§ **Supplied material**
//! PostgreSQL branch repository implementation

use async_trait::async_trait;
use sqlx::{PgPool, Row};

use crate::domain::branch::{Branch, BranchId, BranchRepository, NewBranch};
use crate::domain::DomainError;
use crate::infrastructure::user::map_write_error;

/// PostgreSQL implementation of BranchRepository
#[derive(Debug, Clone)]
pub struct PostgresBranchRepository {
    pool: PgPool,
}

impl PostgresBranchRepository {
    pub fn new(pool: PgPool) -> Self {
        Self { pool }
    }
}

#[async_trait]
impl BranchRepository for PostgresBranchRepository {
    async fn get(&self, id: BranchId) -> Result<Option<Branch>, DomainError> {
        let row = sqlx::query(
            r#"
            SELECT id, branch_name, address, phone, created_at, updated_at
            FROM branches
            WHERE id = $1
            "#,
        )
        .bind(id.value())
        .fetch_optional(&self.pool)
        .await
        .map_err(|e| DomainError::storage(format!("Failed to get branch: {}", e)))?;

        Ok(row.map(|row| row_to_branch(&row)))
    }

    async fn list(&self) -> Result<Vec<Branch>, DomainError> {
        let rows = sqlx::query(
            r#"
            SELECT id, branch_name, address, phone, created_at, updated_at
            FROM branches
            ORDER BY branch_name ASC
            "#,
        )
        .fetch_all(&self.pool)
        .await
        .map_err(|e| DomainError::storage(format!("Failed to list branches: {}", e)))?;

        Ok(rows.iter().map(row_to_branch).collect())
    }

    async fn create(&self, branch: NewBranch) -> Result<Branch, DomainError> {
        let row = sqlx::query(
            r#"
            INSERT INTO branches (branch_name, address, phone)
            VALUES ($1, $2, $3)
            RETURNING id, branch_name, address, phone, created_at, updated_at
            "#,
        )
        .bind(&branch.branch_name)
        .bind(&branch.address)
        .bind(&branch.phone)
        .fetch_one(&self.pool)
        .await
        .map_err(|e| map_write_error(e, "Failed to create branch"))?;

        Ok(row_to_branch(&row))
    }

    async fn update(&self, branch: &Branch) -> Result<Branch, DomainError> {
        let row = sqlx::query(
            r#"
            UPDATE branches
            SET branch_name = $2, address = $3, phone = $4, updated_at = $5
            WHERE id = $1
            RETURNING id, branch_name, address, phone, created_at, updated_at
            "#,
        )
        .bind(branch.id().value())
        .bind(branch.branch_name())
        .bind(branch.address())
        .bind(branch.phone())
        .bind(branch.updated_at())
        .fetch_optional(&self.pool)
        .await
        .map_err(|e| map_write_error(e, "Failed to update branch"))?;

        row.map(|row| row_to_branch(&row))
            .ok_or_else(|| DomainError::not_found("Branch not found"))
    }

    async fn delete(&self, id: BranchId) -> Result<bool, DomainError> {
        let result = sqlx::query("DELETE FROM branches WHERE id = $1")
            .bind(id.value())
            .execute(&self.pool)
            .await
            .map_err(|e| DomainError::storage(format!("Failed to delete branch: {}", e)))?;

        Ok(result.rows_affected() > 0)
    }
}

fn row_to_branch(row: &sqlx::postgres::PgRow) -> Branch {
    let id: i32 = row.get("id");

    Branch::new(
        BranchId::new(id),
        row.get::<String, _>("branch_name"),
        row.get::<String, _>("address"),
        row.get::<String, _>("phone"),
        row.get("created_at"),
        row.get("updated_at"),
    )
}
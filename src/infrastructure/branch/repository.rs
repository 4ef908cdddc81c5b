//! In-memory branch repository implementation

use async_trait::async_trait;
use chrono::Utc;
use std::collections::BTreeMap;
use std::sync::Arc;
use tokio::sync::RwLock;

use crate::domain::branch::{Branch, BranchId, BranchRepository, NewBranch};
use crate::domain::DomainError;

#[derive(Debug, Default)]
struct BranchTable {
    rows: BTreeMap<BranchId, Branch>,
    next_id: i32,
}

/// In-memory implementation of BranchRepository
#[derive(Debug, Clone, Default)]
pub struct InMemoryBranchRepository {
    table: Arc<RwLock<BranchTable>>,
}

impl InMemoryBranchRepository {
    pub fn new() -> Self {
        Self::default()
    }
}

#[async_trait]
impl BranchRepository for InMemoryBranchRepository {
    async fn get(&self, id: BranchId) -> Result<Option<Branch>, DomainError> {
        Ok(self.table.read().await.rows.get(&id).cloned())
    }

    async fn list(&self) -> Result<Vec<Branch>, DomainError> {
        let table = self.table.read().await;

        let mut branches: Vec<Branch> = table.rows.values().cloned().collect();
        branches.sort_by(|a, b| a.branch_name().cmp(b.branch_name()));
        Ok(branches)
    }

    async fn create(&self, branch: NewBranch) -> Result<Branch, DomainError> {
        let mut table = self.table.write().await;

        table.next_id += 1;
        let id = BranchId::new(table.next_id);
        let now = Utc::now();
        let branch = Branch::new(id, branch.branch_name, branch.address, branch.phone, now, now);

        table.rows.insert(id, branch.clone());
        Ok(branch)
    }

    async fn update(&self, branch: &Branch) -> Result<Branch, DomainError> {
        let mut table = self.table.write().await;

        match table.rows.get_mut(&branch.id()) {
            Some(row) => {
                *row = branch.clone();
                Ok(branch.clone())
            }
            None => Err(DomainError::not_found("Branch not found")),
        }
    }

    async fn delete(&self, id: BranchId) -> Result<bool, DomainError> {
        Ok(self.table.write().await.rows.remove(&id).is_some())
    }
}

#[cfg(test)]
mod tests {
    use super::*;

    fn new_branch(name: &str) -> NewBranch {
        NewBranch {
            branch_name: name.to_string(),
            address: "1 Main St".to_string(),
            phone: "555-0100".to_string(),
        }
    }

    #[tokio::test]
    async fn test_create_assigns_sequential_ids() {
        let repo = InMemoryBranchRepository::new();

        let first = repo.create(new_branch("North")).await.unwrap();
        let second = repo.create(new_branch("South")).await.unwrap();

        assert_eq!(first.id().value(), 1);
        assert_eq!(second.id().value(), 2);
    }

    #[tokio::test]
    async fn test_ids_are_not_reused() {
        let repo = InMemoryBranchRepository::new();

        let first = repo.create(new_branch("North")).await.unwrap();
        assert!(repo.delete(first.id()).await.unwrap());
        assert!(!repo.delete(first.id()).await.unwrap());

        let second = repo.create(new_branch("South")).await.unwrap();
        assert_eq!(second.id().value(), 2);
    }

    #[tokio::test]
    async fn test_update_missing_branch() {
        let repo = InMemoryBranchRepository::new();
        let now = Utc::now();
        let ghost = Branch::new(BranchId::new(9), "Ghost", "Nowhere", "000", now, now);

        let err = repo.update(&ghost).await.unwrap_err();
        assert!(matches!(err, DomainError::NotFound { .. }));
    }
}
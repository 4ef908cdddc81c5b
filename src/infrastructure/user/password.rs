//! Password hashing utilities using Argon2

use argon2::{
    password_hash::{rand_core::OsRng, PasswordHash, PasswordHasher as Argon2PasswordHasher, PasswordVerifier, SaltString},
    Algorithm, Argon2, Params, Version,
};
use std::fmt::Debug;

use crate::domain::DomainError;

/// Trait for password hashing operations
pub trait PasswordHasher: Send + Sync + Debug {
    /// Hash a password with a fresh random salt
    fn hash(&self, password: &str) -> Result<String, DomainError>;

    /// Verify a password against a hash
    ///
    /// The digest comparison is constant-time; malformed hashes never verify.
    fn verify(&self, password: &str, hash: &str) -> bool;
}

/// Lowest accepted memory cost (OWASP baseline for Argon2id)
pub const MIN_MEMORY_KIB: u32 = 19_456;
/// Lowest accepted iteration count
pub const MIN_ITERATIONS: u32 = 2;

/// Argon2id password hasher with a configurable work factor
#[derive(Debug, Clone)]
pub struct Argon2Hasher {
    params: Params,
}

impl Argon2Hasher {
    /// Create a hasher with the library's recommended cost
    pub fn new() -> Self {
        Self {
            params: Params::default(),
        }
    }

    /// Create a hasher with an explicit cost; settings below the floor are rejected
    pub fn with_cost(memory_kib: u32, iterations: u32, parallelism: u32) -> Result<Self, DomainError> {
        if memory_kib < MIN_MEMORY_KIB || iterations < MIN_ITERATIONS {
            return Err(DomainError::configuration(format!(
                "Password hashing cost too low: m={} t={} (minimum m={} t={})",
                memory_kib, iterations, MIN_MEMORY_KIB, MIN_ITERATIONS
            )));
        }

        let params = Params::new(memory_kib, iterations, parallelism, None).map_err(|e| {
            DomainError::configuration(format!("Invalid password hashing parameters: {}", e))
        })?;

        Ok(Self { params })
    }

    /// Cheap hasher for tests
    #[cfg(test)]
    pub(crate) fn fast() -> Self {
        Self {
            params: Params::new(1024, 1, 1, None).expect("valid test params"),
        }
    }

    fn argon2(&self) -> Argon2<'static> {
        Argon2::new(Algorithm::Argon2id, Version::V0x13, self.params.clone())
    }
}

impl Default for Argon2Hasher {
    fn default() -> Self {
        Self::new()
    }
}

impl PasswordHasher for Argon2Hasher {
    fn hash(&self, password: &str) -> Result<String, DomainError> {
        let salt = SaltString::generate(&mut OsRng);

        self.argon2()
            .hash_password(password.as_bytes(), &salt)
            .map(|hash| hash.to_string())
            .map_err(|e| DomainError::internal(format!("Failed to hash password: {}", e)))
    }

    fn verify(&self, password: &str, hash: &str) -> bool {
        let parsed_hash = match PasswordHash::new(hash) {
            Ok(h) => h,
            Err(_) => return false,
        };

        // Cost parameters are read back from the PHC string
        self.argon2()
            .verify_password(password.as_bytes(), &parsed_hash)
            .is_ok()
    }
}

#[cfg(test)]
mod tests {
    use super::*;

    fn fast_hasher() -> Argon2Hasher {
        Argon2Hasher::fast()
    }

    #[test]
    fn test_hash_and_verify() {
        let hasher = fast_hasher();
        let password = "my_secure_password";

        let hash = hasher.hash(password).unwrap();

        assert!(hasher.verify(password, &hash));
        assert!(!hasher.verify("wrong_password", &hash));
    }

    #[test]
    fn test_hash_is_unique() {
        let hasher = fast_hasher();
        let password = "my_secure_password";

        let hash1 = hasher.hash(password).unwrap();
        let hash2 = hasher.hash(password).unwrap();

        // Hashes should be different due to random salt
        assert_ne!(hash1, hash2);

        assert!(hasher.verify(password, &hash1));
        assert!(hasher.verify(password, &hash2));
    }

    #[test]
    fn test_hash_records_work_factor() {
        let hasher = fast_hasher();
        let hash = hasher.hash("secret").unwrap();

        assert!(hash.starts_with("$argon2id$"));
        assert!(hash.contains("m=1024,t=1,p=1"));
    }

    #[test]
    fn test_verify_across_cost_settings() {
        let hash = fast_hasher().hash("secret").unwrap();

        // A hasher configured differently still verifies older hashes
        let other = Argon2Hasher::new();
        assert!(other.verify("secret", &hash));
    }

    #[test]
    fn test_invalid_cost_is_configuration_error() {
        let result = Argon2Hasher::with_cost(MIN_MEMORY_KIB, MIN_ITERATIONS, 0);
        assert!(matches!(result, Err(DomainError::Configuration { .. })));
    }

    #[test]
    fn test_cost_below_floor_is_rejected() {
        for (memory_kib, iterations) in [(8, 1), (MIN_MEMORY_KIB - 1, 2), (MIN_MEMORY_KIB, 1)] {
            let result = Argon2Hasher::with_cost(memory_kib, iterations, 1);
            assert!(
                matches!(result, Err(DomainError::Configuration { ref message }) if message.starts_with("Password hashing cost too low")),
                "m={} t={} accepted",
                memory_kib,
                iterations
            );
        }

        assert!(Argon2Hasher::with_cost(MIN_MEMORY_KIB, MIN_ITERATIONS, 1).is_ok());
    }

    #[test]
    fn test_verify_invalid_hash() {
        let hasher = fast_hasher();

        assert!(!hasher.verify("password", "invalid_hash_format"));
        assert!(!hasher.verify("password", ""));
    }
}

§ **Task goal**
The answer should be a bare number: how many lines of the material above include "None".

§ **Task solution**
3